Dear Johannes, thank you so much for this masterclass series! I would love it if you could upload some thoughts about intonation. How do you get a passage to really be in tune? In your experience, how much time/practice does it take for a passage/piece to be able to play it in tune consistently? What about practicing a passage and it being out of tune again the next day? I often find myself confronted with these questions, not knowing if I'm really doing everything there can be done to improve my intonation. If you have some thoughts on this, it would be really great to hear them! Keep it up and stay healthy!
I need to add these double stop drills to my daily practice. I’ve adopted one of your double stop exercises from your “watch me practice” video and it is greatly enjoyable, if not, meditative. Thank you.
Johannes,youre the one who saved all the cellist in this corona time,and im really thankful for that .D'ont forget who you are and continue Your beautiful work.!!!!!!!!!
Your videos are a priceless treasure, sir. How wonderful in this modern world to share the insights of Johannes Moser. Bravo for your philanthropic spirit!
Thank you very much for the small lessons, very useful exercices, normally i warm up with basic four octave scale, just chose one tonallity and change the slurs, separated until 16, then double stops and finish with arpegios, everythinh with the same bas e note, if i have problem with tuning i put a pedal. I thing the exercices you gave are really good for the position and tuning. Thanks for sharing these videos in this difficult time.
Thanks a lot Johannes! Could you please talk about third movement of concerto Saint Seans in a minor ?Your suggestions will help me alot! Also can you help me more on L,M parts? Thanks for reading 😎
Dear Johannes, I admire you a lot and was really happy to find out about this project. I really love the Walton concerto, took a look at it recently and if you could talk a bit of it in general, but specially the last movement, I think it is very hard to find the musicality in it. It is free but not so much.. Would be awesome if you could talk about it! And thank you for the masterclasses! will keep watching!

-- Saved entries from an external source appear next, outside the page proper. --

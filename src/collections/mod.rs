//! Fixed-capacity containers used by the game core

pub mod queue;

pub use queue::{BoundedQueue, Iter, QueueError};
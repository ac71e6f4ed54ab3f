pub mod human;
pub mod pacer;

pub use human::HumanMode;
pub use pacer::TickPacer;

Thanks a lot for there videos. My warm up routine is actually very straight forward: Feuillard. If I have a problem that keeps popping up when practicing, search for a specific exercise to help me with it, and usually one scale from the scales and arpeggios section of the book. Could you do a video on the Haydn concerto in D? That would be really helpful.

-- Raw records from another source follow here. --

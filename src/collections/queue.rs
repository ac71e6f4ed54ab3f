use std::fmt;

/// Misuse of a [`BoundedQueue`]
#[derive(Debug, Clone, Copy, PartialEq, Eq)]
pub enum QueueError {
    /// A queue must be able to hold at least one element
    ZeroCapacity,
    /// Append on a queue that already holds `capacity` elements
    Full { capacity: usize },
    /// Pop or peek on a queue with no elements
    Empty,
}

impl fmt::Display for QueueError {
    fn fmt(&self, f: &mut fmt::Formatter<'_>) -> fmt::Result {
        match self {
            QueueError::ZeroCapacity => write!(f, "queue capacity must be at least 1"),
            QueueError::Full { capacity } => write!(f, "queue is full (capacity {})", capacity),
            QueueError::Empty => write!(f, "queue is empty"),
        }
    }
}

impl std::error::Error for QueueError {}

/// Fixed-capacity FIFO backed by a ring of slots.
///
/// Elements are appended at the rear and removed from the front. The queue
/// never grows: appending to a full queue is an error, as is popping or
/// peeking an empty one.
#[derive(Debug, Clone)]
pub struct BoundedQueue<T> {
    slots: Box<[Option<T>]>,
    front: usize,
    rear: usize,
    len: usize,
}

impl<T> BoundedQueue<T> {
    /// Create an empty queue holding at most `capacity` elements
    pub fn new(capacity: usize) -> Result<Self, QueueError> {
        if capacity == 0 {
            return Err(QueueError::ZeroCapacity);
        }

        let slots = std::iter::repeat_with(|| None).take(capacity).collect();

        Ok(Self {
            slots,
            front: 0,
            // The first append lands on slot 0
            rear: capacity - 1,
            len: 0,
        })
    }

    pub fn capacity(&self) -> usize {
        self.slots.len()
    }

    pub fn len(&self) -> usize {
        self.len
    }

    pub fn is_empty(&self) -> bool {
        self.len == 0
    }

    pub fn is_full(&self) -> bool {
        self.len == self.capacity()
    }

    /// Append an element after the current newest one
    pub fn append(&mut self, element: T) -> Result<(), QueueError> {
        if self.is_full() {
            return Err(QueueError::Full {
                capacity: self.capacity(),
            });
        }

        self.rear = (self.rear + 1) % self.capacity();
        self.slots[self.rear] = Some(element);
        self.len += 1;
        Ok(())
    }

    /// Remove and return the oldest element
    pub fn pop_oldest(&mut self) -> Result<T, QueueError> {
        if self.is_empty() {
            return Err(QueueError::Empty);
        }

        let element = self.slots[self.front].take().ok_or(QueueError::Empty)?;
        self.front = (self.front + 1) % self.capacity();
        self.len -= 1;
        Ok(element)
    }

    /// The most recently appended element
    pub fn peek_newest(&self) -> Result<&T, QueueError> {
        if self.is_empty() {
            return Err(QueueError::Empty);
        }

        self.slots[self.rear].as_ref().ok_or(QueueError::Empty)
    }

    /// Visit every element from oldest to newest, threading `context`
    /// through each call.
    pub fn for_each<C, F>(&self, context: &mut C, mut visitor: F)
    where
        F: FnMut(&mut C, &T),
    {
        for element in self.iter() {
            visitor(context, element);
        }
    }

    /// Iterate from oldest to newest
    pub fn iter(&self) -> Iter<'_, T> {
        Iter {
            queue: self,
            offset: 0,
        }
    }

    /// Pop every element. The queue keeps its capacity.
    pub fn clear(&mut self) {
        while self.pop_oldest().is_ok() {}
    }
}

impl<T: PartialEq> BoundedQueue<T> {
    pub fn contains(&self, element: &T) -> bool {
        self.iter().any(|e| e == element)
    }
}

/// Oldest-to-newest iterator over a [`BoundedQueue`]
pub struct Iter<'a, T> {
    queue: &'a BoundedQueue<T>,
    offset: usize,
}

impl<'a, T> Iterator for Iter<'a, T> {
    type Item = &'a T;

    fn next(&mut self) -> Option<Self::Item> {
        if self.offset >= self.queue.len {
            return None;
        }

        let index = (self.queue.front + self.offset) % self.queue.capacity();
        self.offset += 1;
        self.queue.slots[index].as_ref()
    }

    fn size_hint(&self) -> (usize, Option<usize>) {
        let remaining = self.queue.len - self.offset;
        (remaining, Some(remaining))
    }
}

impl<T> ExactSizeIterator for Iter<'_, T> {}

impl<'a, T> IntoIterator for &'a BoundedQueue<T> {
    type Item = &'a T;
    type IntoIter = Iter<'a, T>;

    fn into_iter(self) -> Self::IntoIter {
        self.iter()
    }
}

#[cfg(test)]
mod tests {
    use super::*;

    fn collect<T: Copy>(queue: &BoundedQueue<T>) -> Vec<T> {
        queue.iter().copied().collect()
    }

    #[test]
    fn test_zero_capacity_rejected() {
        let result = BoundedQueue::<i32>::new(0);
        assert_eq!(result.unwrap_err(), QueueError::ZeroCapacity);
    }

    #[test]
    fn test_new_queue_is_empty() {
        let queue = BoundedQueue::<i32>::new(4).unwrap();
        assert!(queue.is_empty());
        assert!(!queue.is_full());
        assert_eq!(queue.len(), 0);
        assert_eq!(queue.capacity(), 4);
        assert_eq!(queue.iter().count(), 0);
    }

    #[test]
    fn test_append_until_full() {
        let mut queue = BoundedQueue::new(3).unwrap();
        queue.append(1).unwrap();
        queue.append(2).unwrap();
        queue.append(3).unwrap();

        assert!(queue.is_full());
        assert_eq!(queue.append(4), Err(QueueError::Full { capacity: 3 }));
        // Failed append leaves the contents alone
        assert_eq!(collect(&queue), vec![1, 2, 3]);
    }

    #[test]
    fn test_pop_oldest_is_fifo() {
        let mut queue = BoundedQueue::new(3).unwrap();
        queue.append('a').unwrap();
        queue.append('b').unwrap();

        assert_eq!(queue.pop_oldest(), Ok('a'));
        assert_eq!(queue.pop_oldest(), Ok('b'));
        assert_eq!(queue.len(), 0);
    }

    #[test]
    fn test_pop_empty_is_checked() {
        let mut queue = BoundedQueue::<u8>::new(2).unwrap();
        assert_eq!(queue.pop_oldest(), Err(QueueError::Empty));
        assert_eq!(queue.len(), 0);

        queue.append(7).unwrap();
        queue.pop_oldest().unwrap();
        assert_eq!(queue.pop_oldest(), Err(QueueError::Empty));
    }

    #[test]
    fn test_peek_newest() {
        let mut queue = BoundedQueue::new(2).unwrap();
        assert_eq!(queue.peek_newest(), Err(QueueError::Empty));

        queue.append(10).unwrap();
        assert_eq!(queue.peek_newest(), Ok(&10));

        queue.append(20).unwrap();
        assert_eq!(queue.peek_newest(), Ok(&20));
        assert_eq!(queue.len(), 2);
    }

    #[test]
    fn test_wraps_around_capacity() {
        let mut queue = BoundedQueue::new(3).unwrap();
        for i in 0..3 {
            queue.append(i).unwrap();
        }

        // Slide the window over the ring several times
        for i in 3..10 {
            queue.pop_oldest().unwrap();
            queue.append(i).unwrap();
            assert_eq!(queue.peek_newest(), Ok(&i));
            assert_eq!(collect(&queue), vec![i - 2, i - 1, i]);
        }
    }

    #[test]
    fn test_for_each_visits_oldest_to_newest() {
        let mut queue = BoundedQueue::new(4).unwrap();
        queue.append(1).unwrap();
        queue.append(2).unwrap();
        queue.pop_oldest().unwrap();
        queue.append(3).unwrap();
        queue.append(4).unwrap();
        queue.append(5).unwrap();

        let mut seen = Vec::new();
        queue.for_each(&mut seen, |seen, value| seen.push(*value));
        assert_eq!(seen, vec![2, 3, 4, 5]);

        // Traversal is repeatable and does not consume anything
        let mut again = Vec::new();
        queue.for_each(&mut again, |again, value| again.push(*value));
        assert_eq!(again, seen);
    }

    #[test]
    fn test_for_each_shares_context() {
        let mut queue = BoundedQueue::new(5).unwrap();
        for value in [3, 4, 5] {
            queue.append(value).unwrap();
        }

        let mut sum = 0;
        queue.for_each(&mut sum, |sum, value| *sum += value);
        assert_eq!(sum, 12);
    }

    #[test]
    fn test_clear_matches_fresh_queue() {
        let mut queue = BoundedQueue::new(3).unwrap();
        queue.append(1).unwrap();
        queue.append(2).unwrap();
        queue.append(3).unwrap();
        queue.pop_oldest().unwrap();
        queue.append(4).unwrap();

        queue.clear();

        assert!(queue.is_empty());
        assert_eq!(queue.capacity(), 3);
        assert_eq!(queue.peek_newest(), Err(QueueError::Empty));

        // Refill to capacity after the clear
        for value in [7, 8, 9] {
            queue.append(value).unwrap();
        }
        assert_eq!(collect(&queue), vec![7, 8, 9]);
    }

    #[test]
    fn test_contains() {
        let mut queue = BoundedQueue::new(3).unwrap();
        queue.append((1, 1)).unwrap();
        queue.append((2, 1)).unwrap();

        assert!(queue.contains(&(1, 1)));
        assert!(!queue.contains(&(3, 1)));

        queue.pop_oldest().unwrap();
        assert!(!queue.contains(&(1, 1)));
    }

    #[test]
    fn test_iter_exact_size() {
        let mut queue = BoundedQueue::new(4).unwrap();
        queue.append(1).unwrap();
        queue.append(2).unwrap();

        let mut iter = queue.iter();
        assert_eq!(iter.len(), 2);
        iter.next();
        assert_eq!(iter.len(), 1);
    }
}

Thanks so much Johannes! 🙏🏻😊 that’s great for Britten first suite’s double stops! I would like some advice on playing really fast, thinking on that last movement... 😬
Hi Maestro! I just saw your "Masterclass Series" videos and I like them a lot! I hope you have time to do more of that. I would like to ask you if you can do a video also for "fast" pieces like: Elfentanz or Rostropovich Humoresque. Personally the problem that I have is to keep the sautille stroke (spiccato, or how you call it) for the entire piece, which is from 2 to 2 and half minutes. Can you suggest us some ways to practice the bow stroke and how can we control it for so long and keep it "solid"? I tried for a long time, but unfortunately when I have to keep spiccato for more than 1 minutes it becomes almost a detache stroke, which I don't want of course. Thanks!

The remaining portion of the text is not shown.